Это уже относилось к Ане. Но она молчала: только сейчас вдруг поняла, что попала сюда не случайно — может быть, а скорее всего, так оно и есть: Шарманщиков и Саша выиграли в казино крупную сумму, а владелец — как его там? — Джованни Римини — сдал их в полицию, а заодно указал на их сообщницу. Другого варианта быть не может.
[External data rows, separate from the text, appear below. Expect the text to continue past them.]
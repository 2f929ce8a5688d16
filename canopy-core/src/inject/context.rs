//! Resolution Context
//!
//! Tracks which names are being resolved so that a dependency cycle fails
//! instead of recursing forever.
//!
//! # Implementation
//!
//! Each thread keeps a stack of `(injector, name)` entries. Resolving a name
//! pushes it; the guard pops it when dropped, on success, on error and on
//! unwind alike. A name that is already on the stack for the same injector
//! is a cycle. Entries are tagged with the injector so that one injector
//! resolving through another does not trip a false cycle.

use std::cell::RefCell;
use std::sync::atomic::{AtomicU64, Ordering};

use super::error::{render_path, InjectError, InjectResult};

/// Unique identifier for an injector.
#[derive(Debug, Clone, Copy, PartialEq, Eq, Hash)]
pub(crate) struct InjectorId(u64);

impl InjectorId {
    pub(crate) fn new() -> Self {
        static COUNTER: AtomicU64 = AtomicU64::new(0);
        Self(COUNTER.fetch_add(1, Ordering::Relaxed))
    }
}

thread_local! {
    static RESOLVING: RefCell<Vec<(InjectorId, String)>> = const { RefCell::new(Vec::new()) };
}

/// Guard that pops the resolution stack when dropped.
pub(crate) struct Resolution {
    injector: InjectorId,
    name: String,
}

impl Resolution {
    /// Start resolving `name`, failing if it is already being resolved.
    pub(crate) fn enter(injector: InjectorId, name: &str) -> InjectResult<Self> {
        RESOLVING.with(|stack| {
            let mut stack = stack.borrow_mut();
            let names = Self::names(&stack, injector);
            if names.contains(&name) {
                let path = render_path(name, names.into_iter());
                return Err(InjectError::CircularDependency { path });
            }
            stack.push((injector, name.to_string()));
            Ok(Self {
                injector,
                name: name.to_string(),
            })
        })
    }

    /// Render the current path for `name`, which is about to fail.
    pub(crate) fn path(injector: InjectorId, name: &str) -> String {
        RESOLVING.with(|stack| render_path(name, Self::names(&stack.borrow(), injector).into_iter()))
    }

    fn names(stack: &[(InjectorId, String)], injector: InjectorId) -> Vec<&str> {
        stack
            .iter()
            .filter(|(id, _)| *id == injector)
            .map(|(_, entry)| entry.as_str())
            .collect()
    }
}

impl Drop for Resolution {
    fn drop(&mut self) {
        RESOLVING.with(|stack| {
            let popped = stack.borrow_mut().pop();

            if let Some((injector, name)) = popped {
                debug_assert!(
                    injector == self.injector && name == self.name,
                    "Resolution mismatch: expected {:?}, got {:?}",
                    self.name,
                    name
                );
            }
        });
    }
}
И неожиданно для себя Аня произнесла:
Жил хороший парень Ванька Ремешков…
Улыбнулась и пропела:
Только в уголовку сдал он корешков.
Сдал всю шайку нашу,
Да еще Наташу,
Что зимой ходила без штанов.
Старый вор Шарманщик дело подсказал
И маляву с кичи на волю он послал:
Затопите баньку,
Пригласите Ваньку,
Утопите в шайке, как сказал…
Но достать Ивана ох как нелегко!
Он в прокуратуре очень высоко.
Но плевать Наташе
На его лампасы:
Больше не плясать ему танго,
Как-то по столице гнал во весь опор,
Девушку заметил, затеял разговор.
— Есть хороша банька,
Посидим там, паинька:
Я ведь генеральный прокурор.
Платье из шифона, бусы, жемчуга
На пол полетели, под ними ни фига.
Увидал родное —
Грудь и все такое,
На пол рухнул он к ее ногам…
Она допела песню до конца. Женщины молча слушали.
— Какая грусть, — вздохнула высокая, — о чем песня?
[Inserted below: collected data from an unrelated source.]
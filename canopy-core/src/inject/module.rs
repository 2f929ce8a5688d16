//! Modules
//!
//! A module is a named bundle of registrations. It may require other
//! modules, and it may carry config blocks, which run against the
//! `InjectorBuilder` while it is still open, and run blocks, which run
//! against the sealed `Injector`.
//!
//! Loading a list of module names visits each module once, depth first:
//! required modules are loaded before the module that requires them. Each
//! module's registrations are applied and its config blocks run as soon as
//! it is loaded. Run blocks are collected in the same order and run after
//! the injector is built.

use std::collections::HashSet;
use std::fmt;
use std::sync::Arc;

use indexmap::IndexMap;

use super::error::{InjectError, InjectResult};
use super::injector::{Injector, InjectorBuilder, Registrar};
use super::provider::{Decorator, Provider};

type ConfigBlock = Box<dyn Fn(&mut InjectorBuilder) -> InjectResult<()> + Send + Sync>;
type RunBlock = Box<dyn Fn(&Injector) -> InjectResult<()> + Send + Sync>;

pub struct Module {
    name: String,
    requires: Vec<String>,
    providers: Vec<(String, Provider)>,
    decorators: Vec<(String, Decorator)>,
    config_blocks: Vec<ConfigBlock>,
    run_blocks: Vec<RunBlock>,
}

impl Module {
    pub fn new(name: &str) -> Self {
        Self {
            name: name.to_string(),
            requires: Vec::new(),
            providers: Vec::new(),
            decorators: Vec::new(),
            config_blocks: Vec::new(),
            run_blocks: Vec::new(),
        }
    }

    /// Name other modules use to require this one.
    pub fn name(&self) -> &str {
        &self.name
    }

    /// Load module `name` before this one.
    pub fn requires(&mut self, name: &str) -> &mut Self {
        self.requires.push(name.to_string());
        self
    }

    /// Run `block` against the open builder once this module's providers
    /// are registered.
    pub fn config<F>(&mut self, block: F) -> &mut Self
    where
        F: Fn(&mut InjectorBuilder) -> InjectResult<()> + Send + Sync + 'static,
    {
        self.config_blocks.push(Box::new(block));
        self
    }

    /// Run `block` after the injector is sealed.
    pub fn run<F>(&mut self, block: F) -> &mut Self
    where
        F: Fn(&Injector) -> InjectResult<()> + Send + Sync + 'static,
    {
        self.run_blocks.push(Box::new(block));
        self
    }
}

impl Registrar for Module {
    fn register(&mut self, name: &str, provider: Provider) -> &mut Self {
        self.providers.push((name.to_string(), provider));
        self
    }

    fn register_decorator(&mut self, name: &str, decorator: Decorator) -> &mut Self {
        self.decorators.push((name.to_string(), decorator));
        self
    }
}

impl fmt::Debug for Module {
    fn fmt(&self, f: &mut fmt::Formatter<'_>) -> fmt::Result {
        f.debug_struct("Module")
            .field("name", &self.name)
            .field("requires", &self.requires)
            .field("providers", &self.providers.len())
            .field("decorators", &self.decorators.len())
            .field("config_blocks", &self.config_blocks.len())
            .field("run_blocks", &self.run_blocks.len())
            .finish()
    }
}

/// Registry of modules by name.
#[derive(Clone, Default)]
pub struct Modules {
    modules: IndexMap<String, Arc<Module>>,
}

impl Modules {
    pub fn new() -> Self {
        Self::default()
    }

    /// Add `module`, replacing any module with the same name.
    pub fn add(&mut self, module: Module) -> &mut Self {
        if self.modules.contains_key(module.name()) {
            tracing::warn!(module = module.name(), "module replaced");
        }
        self.modules.insert(module.name().to_string(), Arc::new(module));
        self
    }

    /// Whether a module named `name` was added.
    pub fn contains(&self, name: &str) -> bool {
        self.modules.contains_key(name)
    }

    /// The module named `name`, if added.
    pub fn get(&self, name: &str) -> Option<&Module> {
        self.modules.get(name).map(|module| module.as_ref())
    }

    /// Load `names` and their requirements into a new injector.
    pub fn injector(&self, names: &[&str]) -> InjectResult<Injector> {
        let mut builder = InjectorBuilder::new();
        let mut loader = Loader {
            modules: self,
            loaded: HashSet::new(),
            run_order: Vec::new(),
        };
        for name in names {
            loader.load(&mut builder, name)?;
        }

        let injector = builder.build();
        for module in &loader.run_order {
            for block in &module.run_blocks {
                block(&injector)?;
            }
        }

        tracing::debug!(modules = loader.run_order.len(), "modules loaded");
        Ok(injector)
    }
}

impl fmt::Debug for Modules {
    fn fmt(&self, f: &mut fmt::Formatter<'_>) -> fmt::Result {
        f.debug_list().entries(self.modules.keys()).finish()
    }
}

struct Loader<'a> {
    modules: &'a Modules,
    loaded: HashSet<String>,
    run_order: Vec<Arc<Module>>,
}

impl Loader<'_> {
    fn load(&mut self, builder: &mut InjectorBuilder, name: &str) -> InjectResult<()> {
        if !self.loaded.insert(name.to_string()) {
            return Ok(());
        }
        let module = self
            .modules
            .modules
            .get(name)
            .cloned()
            .ok_or_else(|| InjectError::UnknownModule(name.to_string()))?;

        for required in &module.requires {
            self.load(builder, required)?;
        }

        for (name, provider) in &module.providers {
            builder.register(name, provider.clone());
        }
        for (name, decorator) in &module.decorators {
            builder.register_decorator(name, decorator.clone());
        }
        for block in &module.config_blocks {
            block(builder)?;
        }

        tracing::trace!(module = name, "module loaded");
        self.run_order.push(module);
        Ok(())
    }
}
Но не успела дождаться ответа, потому что из соседней камеры долетел женский голос:
— Кто там у вас, подруги?
— Русская, — ответила староста камеры.
— Попроси ее, подруга, еще раз спеть: мы ей завтра шоколаду пришлем.
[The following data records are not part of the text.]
//! Scope Values
//!
//! A `Value` is what scopes store under their named properties and what
//! watch accessors return. It mirrors the JSON data model with one extra
//! state, `Undefined`, for "no such property".
//!
//! # Identity
//!
//! Containers (`Array`, `Object`) live behind an `Arc`, which gives every
//! container an identity independent of its contents. The digest engine
//! uses this to distinguish its three equality modes:
//!
//! - identity: scalars compare by value, containers by pointer
//! - shallow: containers compare element-wise by identity
//! - deep: full structural comparison
//!
//! Values are immutable. Replacing a property is the only way to change
//! what a watch observes, so a deep watch never needs to snapshot.

use std::fmt;
use std::sync::Arc;

use indexmap::IndexMap;
use serde::{Deserialize, Deserializer, Serialize, Serializer};
use serde_json::Value as JsonValue;

/// Largest integer an `f64` represents exactly.
const MAX_SAFE_INTEGER: f64 = 9_007_199_254_740_991.0;

/// Ordered string-keyed map used for object values.
pub type Object = IndexMap<String, Value>;

/// A dynamically-typed scope value.
#[derive(Clone, Default)]
pub enum Value {
    /// The property does not exist.
    #[default]
    Undefined,
    Null,
    Bool(bool),
    Number(f64),
    String(Arc<str>),
    Array(Arc<Vec<Value>>),
    Object(Arc<Object>),
}

impl Value {
    /// Build an array value from its elements.
    pub fn array<I>(items: I) -> Self
    where
        I: IntoIterator,
        I::Item: Into<Value>,
    {
        Value::Array(Arc::new(items.into_iter().map(Into::into).collect()))
    }

    /// Build an object value from key/value pairs.
    pub fn object<I, K, V>(entries: I) -> Self
    where
        I: IntoIterator<Item = (K, V)>,
        K: Into<String>,
        V: Into<Value>,
    {
        Value::Object(Arc::new(
            entries
                .into_iter()
                .map(|(k, v)| (k.into(), v.into()))
                .collect(),
        ))
    }

    pub fn is_undefined(&self) -> bool {
        matches!(self, Value::Undefined)
    }

    pub fn is_null(&self) -> bool {
        matches!(self, Value::Null)
    }

    pub fn as_bool(&self) -> Option<bool> {
        match self {
            Value::Bool(b) => Some(*b),
            _ => None,
        }
    }

    pub fn as_f64(&self) -> Option<f64> {
        match self {
            Value::Number(n) => Some(*n),
            _ => None,
        }
    }

    /// Integral view of a number. Fractional numbers yield `None`.
    pub fn as_i64(&self) -> Option<i64> {
        match self {
            Value::Number(n) if n.fract() == 0.0 && n.abs() <= MAX_SAFE_INTEGER => Some(*n as i64),
            _ => None,
        }
    }

    pub fn as_str(&self) -> Option<&str> {
        match self {
            Value::String(s) => Some(s),
            _ => None,
        }
    }

    pub fn as_array(&self) -> Option<&[Value]> {
        match self {
            Value::Array(items) => Some(items.as_slice()),
            _ => None,
        }
    }

    pub fn as_object(&self) -> Option<&Object> {
        match self {
            Value::Object(map) => Some(map),
            _ => None,
        }
    }

    /// JavaScript-style truthiness.
    pub fn is_truthy(&self) -> bool {
        match self {
            Value::Undefined | Value::Null => false,
            Value::Bool(b) => *b,
            Value::Number(n) => *n != 0.0 && !n.is_nan(),
            Value::String(s) => !s.is_empty(),
            Value::Array(_) | Value::Object(_) => true,
        }
    }

    /// Look up an object key, or an array index when `key` parses as one.
    ///
    /// Anything that is not found yields `Undefined`.
    pub fn get_key(&self, key: &str) -> Value {
        match self {
            Value::Object(map) => map.get(key).cloned().unwrap_or_default(),
            Value::Array(items) => key
                .parse::<usize>()
                .ok()
                .and_then(|idx| items.get(idx).cloned())
                .unwrap_or_default(),
            _ => Value::Undefined,
        }
    }

    /// Identity equality: scalars by value, containers by pointer.
    ///
    /// `NaN` is identical to itself so a watch over `NaN` settles.
    pub fn identical(&self, other: &Value) -> bool {
        match (self, other) {
            (Value::Array(a), Value::Array(b)) => Arc::ptr_eq(a, b),
            (Value::Object(a), Value::Object(b)) => Arc::ptr_eq(a, b),
            _ => scalar_eq(self, other),
        }
    }

    /// Shallow equality: one level of element-wise identity comparison.
    pub fn shallow_eq(&self, other: &Value) -> bool {
        match (self, other) {
            (Value::Array(a), Value::Array(b)) => {
                Arc::ptr_eq(a, b)
                    || (a.len() == b.len() && a.iter().zip(b.iter()).all(|(x, y)| x.identical(y)))
            }
            (Value::Object(a), Value::Object(b)) => {
                Arc::ptr_eq(a, b)
                    || (a.len() == b.len()
                        && a.iter()
                            .all(|(k, v)| b.get(k).is_some_and(|other| v.identical(other))))
            }
            _ => scalar_eq(self, other),
        }
    }

    /// Structural equality at every depth.
    pub fn deep_eq(&self, other: &Value) -> bool {
        match (self, other) {
            (Value::Array(a), Value::Array(b)) => {
                Arc::ptr_eq(a, b)
                    || (a.len() == b.len() && a.iter().zip(b.iter()).all(|(x, y)| x.deep_eq(y)))
            }
            (Value::Object(a), Value::Object(b)) => {
                Arc::ptr_eq(a, b)
                    || (a.len() == b.len()
                        && a.iter()
                            .all(|(k, v)| b.get(k).is_some_and(|other| v.deep_eq(other))))
            }
            _ => scalar_eq(self, other),
        }
    }

    /// Convert to JSON. `Undefined` becomes `null`.
    pub fn to_json(&self) -> JsonValue {
        match self {
            Value::Undefined | Value::Null => JsonValue::Null,
            Value::Bool(b) => JsonValue::Bool(*b),
            Value::Number(_) => match self.as_i64() {
                Some(i) => JsonValue::from(i),
                None => self
                    .as_f64()
                    .and_then(serde_json::Number::from_f64)
                    .map(JsonValue::Number)
                    .unwrap_or(JsonValue::Null),
            },
            Value::String(s) => JsonValue::String(s.to_string()),
            Value::Array(items) => JsonValue::Array(items.iter().map(Value::to_json).collect()),
            Value::Object(map) => JsonValue::Object(
                map.iter().map(|(k, v)| (k.clone(), v.to_json())).collect(),
            ),
        }
    }
}

fn scalar_eq(a: &Value, b: &Value) -> bool {
    match (a, b) {
        (Value::Undefined, Value::Undefined) => true,
        (Value::Null, Value::Null) => true,
        (Value::Bool(x), Value::Bool(y)) => x == y,
        (Value::Number(x), Value::Number(y)) => x == y || (x.is_nan() && y.is_nan()),
        (Value::String(x), Value::String(y)) => x == y,
        _ => false,
    }
}

/// `==` on values is structural.
impl PartialEq for Value {
    fn eq(&self, other: &Self) -> bool {
        self.deep_eq(other)
    }
}

impl fmt::Debug for Value {
    fn fmt(&self, f: &mut fmt::Formatter<'_>) -> fmt::Result {
        match self {
            Value::Undefined => f.write_str("undefined"),
            Value::Null => f.write_str("null"),
            Value::Bool(b) => write!(f, "{b}"),
            Value::Number(n) => write!(f, "{n}"),
            Value::String(s) => write!(f, "{s:?}"),
            Value::Array(items) => f.debug_list().entries(items.iter()).finish(),
            Value::Object(map) => f.debug_map().entries(map.iter()).finish(),
        }
    }
}

impl From<JsonValue> for Value {
    fn from(json: JsonValue) -> Self {
        match json {
            JsonValue::Null => Value::Null,
            JsonValue::Bool(b) => Value::Bool(b),
            JsonValue::Number(n) => Value::Number(n.as_f64().unwrap_or(f64::NAN)),
            JsonValue::String(s) => Value::String(s.into()),
            JsonValue::Array(items) => Value::array(items),
            JsonValue::Object(map) => Value::object(map),
        }
    }
}

impl From<bool> for Value {
    fn from(b: bool) -> Self {
        Value::Bool(b)
    }
}

impl From<f64> for Value {
    fn from(n: f64) -> Self {
        Value::Number(n)
    }
}

macro_rules! impl_from_integer {
    ($($ty:ty),*) => {
        $(
            impl From<$ty> for Value {
                fn from(n: $ty) -> Self {
                    Value::Number(n as f64)
                }
            }
        )*
    };
}

impl_from_integer!(i32, i64, u32, u64, usize);

impl From<&str> for Value {
    fn from(s: &str) -> Self {
        Value::String(s.into())
    }
}

impl From<String> for Value {
    fn from(s: String) -> Self {
        Value::String(s.into())
    }
}

impl From<Vec<Value>> for Value {
    fn from(items: Vec<Value>) -> Self {
        Value::Array(Arc::new(items))
    }
}

impl From<Object> for Value {
    fn from(map: Object) -> Self {
        Value::Object(Arc::new(map))
    }
}

impl<T: Into<Value>> From<Option<T>> for Value {
    fn from(opt: Option<T>) -> Self {
        opt.map(Into::into).unwrap_or_default()
    }
}

impl Serialize for Value {
    fn serialize<S: Serializer>(&self, serializer: S) -> Result<S::Ok, S::Error> {
        self.to_json().serialize(serializer)
    }
}

impl<'de> Deserialize<'de> for Value {
    fn deserialize<D: Deserializer<'de>>(deserializer: D) -> Result<Self, D::Error> {
        JsonValue::deserialize(deserializer).map(Value::from)
    }
}

// ----------------------------------------------------------------------------
// Tests
// ----------------------------------------------------------------------------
— Просят, — улыбнулась высокая, глядя на Аню.
И та спела еще раз и еще. А потом, когда все требовали перевода, начала говорить: любимый человек сдал друзей и девушку полиции, она поклялась отомстить. Но через много лет, когда ее сын уже стал космонавтом…
— Кем? — крикнули из соседней камеры.
— Тихо! — заорала несущая службу на этаже надзирательница и ударила дубинкой по одной двери и второй, — еще слово — и всех в коридоре построю, будете до утра стоять.
— Швабра помоечная! — донесся вопль из дальнего конца коридора, — погоди, подловят тебя за воротами.
— Еще хоть слово! — крикнула Швабра и ударила дубинкой по двери.
— Подруги! — крикнула Аня в дверное окошко, — успокойтесь, я завтра на итальянский переведу текст и вам передам.
Спать не хотелось. Девушка сидела на постели и пыталась переписать текст песни, чтобы ее можно было исполнять и на итальянском. В камере было тихо, хотя никто из женщин не спал: они молча лежали, боясь пошевелиться, чтобы не помешать русской писать стихи. Аня старалась и утром отдала текст старосте, еще не зная, что у нее получилось. Песню переписали несколько раз, чтобы на завтраке раздать по камерам. Там тоже переписали и передавали на обеде в другие камеры, на ужине удалось перекинуть текст на второй и на четвертый этажи.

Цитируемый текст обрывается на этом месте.